*** Block opens ***

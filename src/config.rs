use std::collections::{BTreeMap, HashMap};
use std::path::{Path, PathBuf};
use std::time::Duration;

use serde::Deserialize;
use tracing::{debug, info};

use crate::error::ConfigError;
use crate::models::LicenseType;

/// Default minimum confidence to accept a template match.
pub const DEFAULT_CONFIDENCE_THRESHOLD: f64 = 0.9;

/// Root configuration structure, deserialized from `.license-walk/config.toml`.
#[derive(Debug, Default, Deserialize)]
pub struct Config {
    #[serde(default)]
    pub scan: ScanConfig,
    /// Package import path → license type name. Validated by [`parse_overrides`].
    #[serde(default)]
    pub overrides: BTreeMap<String, String>,
    #[serde(default)]
    pub check: CheckConfig,
}

#[derive(Debug, Default, Deserialize)]
pub struct ScanConfig {
    pub confidence_threshold: Option<f64>,
    /// Directory holding the reference corpus `index.toml`.
    pub corpus: Option<PathBuf>,
    pub jobs: Option<usize>,
    pub timeout_secs: Option<u64>,
}

#[derive(Debug, Default, Deserialize)]
pub struct CheckConfig {
    /// License type names that fail the check. Defaults to `["Forbidden"]`.
    pub disallowed: Option<Vec<String>>,
}

/// Load the configuration file, searching in order:
///
/// 1. `config_override` — path passed via `--config`
/// 2. `<dir>/.license-walk/config.toml`
/// 3. `~/.config/license-walk/config.toml`
/// 4. Built-in [`Config::default`]
pub fn load_config(dir: &Path, config_override: Option<&Path>) -> Result<Config, ConfigError> {
    if let Some(path) = config_override {
        return read_config(path);
    }

    let project_config = dir.join(".license-walk").join("config.toml");
    if project_config.exists() {
        return read_config(&project_config);
    }

    if let Some(home) = dirs::home_dir() {
        let home_config = home.join(".config").join("license-walk").join("config.toml");
        if home_config.exists() {
            return read_config(&home_config);
        }
    }

    debug!("no config file found, using defaults");
    Ok(Config::default())
}

fn read_config(path: &Path) -> Result<Config, ConfigError> {
    info!(path = %path.display(), "loading config");
    let content = std::fs::read_to_string(path).map_err(|source| ConfigError::Read {
        path: path.to_path_buf(),
        source,
    })?;
    toml::from_str(&content).map_err(|source| ConfigError::Parse {
        path: path.to_path_buf(),
        source,
    })
}

/// Validated, immutable per-package license type overrides.
#[derive(Debug, Clone, Default, PartialEq)]
pub struct Overrides(HashMap<String, LicenseType>);

impl Overrides {
    pub fn get(&self, import_path: &str) -> Option<LicenseType> {
        self.0.get(import_path).copied()
    }
}

/// Validate user-supplied overrides.
///
/// Entries are checked in key order; the first value that is not one of
/// [`LicenseType::ASSIGNABLE`] fails the whole table.
pub fn parse_overrides(raw: &BTreeMap<String, String>) -> Result<Overrides, ConfigError> {
    let mut table = HashMap::with_capacity(raw.len());
    for (key, value) in raw {
        let license_type =
            value
                .parse::<LicenseType>()
                .map_err(|_| ConfigError::InvalidOverrideValue {
                    key: key.clone(),
                    value: value.clone(),
                    allowed: LicenseType::assignable_list(),
                })?;
        table.insert(key.clone(), license_type);
    }
    Ok(Overrides(table))
}

/// Split a repeatable `path=Type` CLI entry.
pub fn parse_override_arg(arg: &str) -> Result<(String, String), ConfigError> {
    match arg.split_once('=') {
        Some((key, value)) if !key.trim().is_empty() => {
            Ok((key.trim().to_string(), value.trim().to_string()))
        }
        _ => Err(ConfigError::MalformedOverride(arg.to_string())),
    }
}

pub fn validate_threshold(threshold: f64) -> Result<f64, ConfigError> {
    if (0.0..=1.0).contains(&threshold) {
        Ok(threshold)
    } else {
        Err(ConfigError::ThresholdOutOfRange(threshold))
    }
}

/// Values supplied on the command line; each one wins over the config file.
#[derive(Debug, Default)]
pub struct CliSettings {
    pub confidence_threshold: Option<f64>,
    pub corpus: Option<PathBuf>,
    pub jobs: Option<usize>,
    pub timeout_secs: Option<u64>,
    pub overrides: Vec<String>,
    pub disallowed: Vec<String>,
}

/// Effective run configuration, built once before the walk and shared read-only.
#[derive(Debug, Clone)]
pub struct Settings {
    pub confidence_threshold: f64,
    pub corpus: PathBuf,
    pub jobs: usize,
    pub timeout: Option<Duration>,
    pub overrides: Overrides,
    pub disallowed: Vec<LicenseType>,
}

impl Settings {
    pub fn resolve(config: Config, cli: CliSettings) -> Result<Settings, ConfigError> {
        let confidence_threshold = validate_threshold(
            cli.confidence_threshold
                .or(config.scan.confidence_threshold)
                .unwrap_or(DEFAULT_CONFIDENCE_THRESHOLD),
        )?;

        let corpus = cli
            .corpus
            .or(config.scan.corpus)
            .ok_or(ConfigError::MissingCorpus)?;

        let jobs = match cli.jobs.or(config.scan.jobs) {
            Some(0) => return Err(ConfigError::InvalidJobs),
            Some(n) => n,
            None => std::thread::available_parallelism()
                .map(|n| n.get())
                .unwrap_or(4),
        };

        let mut raw_overrides = config.overrides;
        for arg in &cli.overrides {
            let (key, value) = parse_override_arg(arg)?;
            raw_overrides.insert(key, value);
        }
        let overrides = parse_overrides(&raw_overrides)?;

        let disallowed_names = if cli.disallowed.is_empty() {
            config
                .check
                .disallowed
                .unwrap_or_else(|| vec![LicenseType::Forbidden.to_string()])
        } else {
            cli.disallowed
        };
        let disallowed = disallowed_names
            .iter()
            .map(|name| {
                name.parse::<LicenseType>()
                    .map_err(|_| ConfigError::InvalidDisallowedType {
                        value: name.clone(),
                        allowed: LicenseType::assignable_list(),
                    })
            })
            .collect::<Result<Vec<_>, _>>()?;

        let settings = Settings {
            confidence_threshold,
            corpus,
            jobs,
            timeout: cli
                .timeout_secs
                .or(config.scan.timeout_secs)
                .map(Duration::from_secs),
            overrides,
            disallowed,
        };
        debug!(?settings, "resolved settings");
        Ok(settings)
    }
}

*** Block closes ***

Every record must appear in the answer exactly as it appears above.

**Written solution**
filename src/config.rs
use std::collections::{BTreeMap, HashMap};
use std::path::{Path, PathBuf};
use std::time::Duration;

use serde::Deserialize;
use tracing::{debug, info};

use crate::error::ConfigError;
use crate::models::LicenseType;

/// Default minimum confidence to accept a template match.
pub const DEFAULT_CONFIDENCE_THRESHOLD: f64 = 0.9;

/// Root configuration structure, deserialized from `.license-walk/config.toml`.
#[derive(Debug, Default, Deserialize)]
pub struct Config {
    #[serde(default)]
    pub scan: ScanConfig,
    /// Package import path → license type name. Validated by [`parse_overrides`].
    #[serde(default)]
    pub overrides: BTreeMap<String, String>,
    #[serde(default)]
    pub check: CheckConfig,
}

#[derive(Debug, Default, Deserialize)]
pub struct ScanConfig {
    pub confidence_threshold: Option<f64>,
    /// Directory holding the reference corpus `index.toml`.
    pub corpus: Option<PathBuf>,
    pub jobs: Option<usize>,
    pub timeout_secs: Option<u64>,
}

#[derive(Debug, Default, Deserialize)]
pub struct CheckConfig {
    /// License type names that fail the check. Defaults to `["Forbidden"]`.
    pub disallowed: Option<Vec<String>>,
}

/// Load the configuration file, searching in order:
///
/// 1. `config_override` — path passed via `--config`
/// 2. `<dir>/.license-walk/config.toml`
/// 3. `~/.config/license-walk/config.toml`
/// 4. Built-in [`Config::default`]
pub fn load_config(dir: &Path, config_override: Option<&Path>) -> Result<Config, ConfigError> {
    if let Some(path) = config_override {
        return read_config(path);
    }

    let project_config = dir.join(".license-walk").join("config.toml");
    if project_config.exists() {
        return read_config(&project_config);
    }

    if let Some(home) = dirs::home_dir() {
        let home_config = home.join(".config").join("license-walk").join("config.toml");
        if home_config.exists() {
            return read_config(&home_config);
        }
    }

    debug!("no config file found, using defaults");
    Ok(Config::default())
}

fn read_config(path: &Path) -> Result<Config, ConfigError> {
    info!(path = %path.display(), "loading config");
    let content = std::fs::read_to_string(path).map_err(|source| ConfigError::Read {
        path: path.to_path_buf(),
        source,
    })?;
    toml::from_str(&content).map_err(|source| ConfigError::Parse {
        path: path.to_path_buf(),
        source,
    })
}

/// Validated, immutable per-package license type overrides.
#[derive(Debug, Clone, Default, PartialEq)]
pub struct Overrides(HashMap<String, LicenseType>);

impl Overrides {
    pub fn get(&self, import_path: &str) -> Option<LicenseType> {
        self.0.get(import_path).copied()
    }
}

/// Validate user-supplied overrides.
///
/// Entries are checked in key order; the first value that is not one of
/// [`LicenseType::ASSIGNABLE`] fails the whole table.
pub fn parse_overrides(raw: &BTreeMap<String, String>) -> Result<Overrides, ConfigError> {
    let mut table = HashMap::with_capacity(raw.len());
    for (key, value) in raw {
        let license_type =
            value
                .parse::<LicenseType>()
                .map_err(|_| ConfigError::InvalidOverrideValue {
                    key: key.clone(),
                    value: value.clone(),
                    allowed: LicenseType::assignable_list(),
                })?;
        table.insert(key.clone(), license_type);
    }
    Ok(Overrides(table))
}

/// Split a repeatable `path=Type` CLI entry.
pub fn parse_override_arg(arg: &str) -> Result<(String, String), ConfigError> {
    match arg.split_once('=') {
        Some((key, value)) if !key.trim().is_empty() => {
            Ok((key.trim().to_string(), value.trim().to_string()))
        }
        _ => Err(ConfigError::MalformedOverride(arg.to_string())),
    }
}

pub fn validate_threshold(threshold: f64) -> Result<f64, ConfigError> {
    if (0.0..=1.0).contains(&threshold) {
        Ok(threshold)
    } else {
        Err(ConfigError::ThresholdOutOfRange(threshold))
    }
}

/// Values supplied on the command line; each one wins over the config file.
#[derive(Debug, Default)]
pub struct CliSettings {
    pub confidence_threshold: Option<f64>,
    pub corpus: Option<PathBuf>,
    pub jobs: Option<usize>,
    pub timeout_secs: Option<u64>,
    pub overrides: Vec<String>,
    pub disallowed: Vec<String>,
}

/// Effective run configuration, built once before the walk and shared read-only.
#[derive(Debug, Clone)]
pub struct Settings {
    pub confidence_threshold: f64,
    pub corpus: PathBuf,
    pub jobs: usize,
    pub timeout: Option<Duration>,
    pub overrides: Overrides,
    pub disallowed: Vec<LicenseType>,
}

impl Settings {
    pub fn resolve(config: Config, cli: CliSettings) -> Result<Settings, ConfigError> {
        let confidence_threshold = validate_threshold(
            cli.confidence_threshold
                .or(config.scan.confidence_threshold)
                .unwrap_or(DEFAULT_CONFIDENCE_THRESHOLD),
        )?;

        let corpus = cli
            .corpus
            .or(config.scan.corpus)
            .ok_or(ConfigError::MissingCorpus)?;

        let jobs = match cli.jobs.or(config.scan.jobs) {
            Some(0) => return Err(ConfigError::InvalidJobs),
            Some(n) => n,
            None => std::thread::available_parallelism()
                .map(|n| n.get())
                .unwrap_or(4),
        };

        let mut raw_overrides = config.overrides;
        for arg in &cli.overrides {
            let (key, value) = parse_override_arg(arg)?;
            raw_overrides.insert(key, value);
        }
        let overrides = parse_overrides(&raw_overrides)?;

        let disallowed_names = if cli.disallowed.is_empty() {
            config
                .check
                .disallowed
                .unwrap_or_else(|| vec![LicenseType::Forbidden.to_string()])
        } else {
            cli.disallowed
        };
        let disallowed = disallowed_names
            .iter()
            .map(|name| {
                name.parse::<LicenseType>()
                    .map_err(|_| ConfigError::InvalidDisallowedType {
                        value: name.clone(),
                        allowed: LicenseType::assignable_list(),
                    })
            })
            .collect::<Result<Vec<_>, _>>()?;

        let settings = Settings {
            confidence_threshold,
            corpus,
            jobs,
            timeout: cli
                .timeout_secs
                .or(config.scan.timeout_secs)
                .map(Duration::from_secs),
            overrides,
            disallowed,
        };
        debug!(?settings, "resolved settings");
        Ok(settings)
    }
}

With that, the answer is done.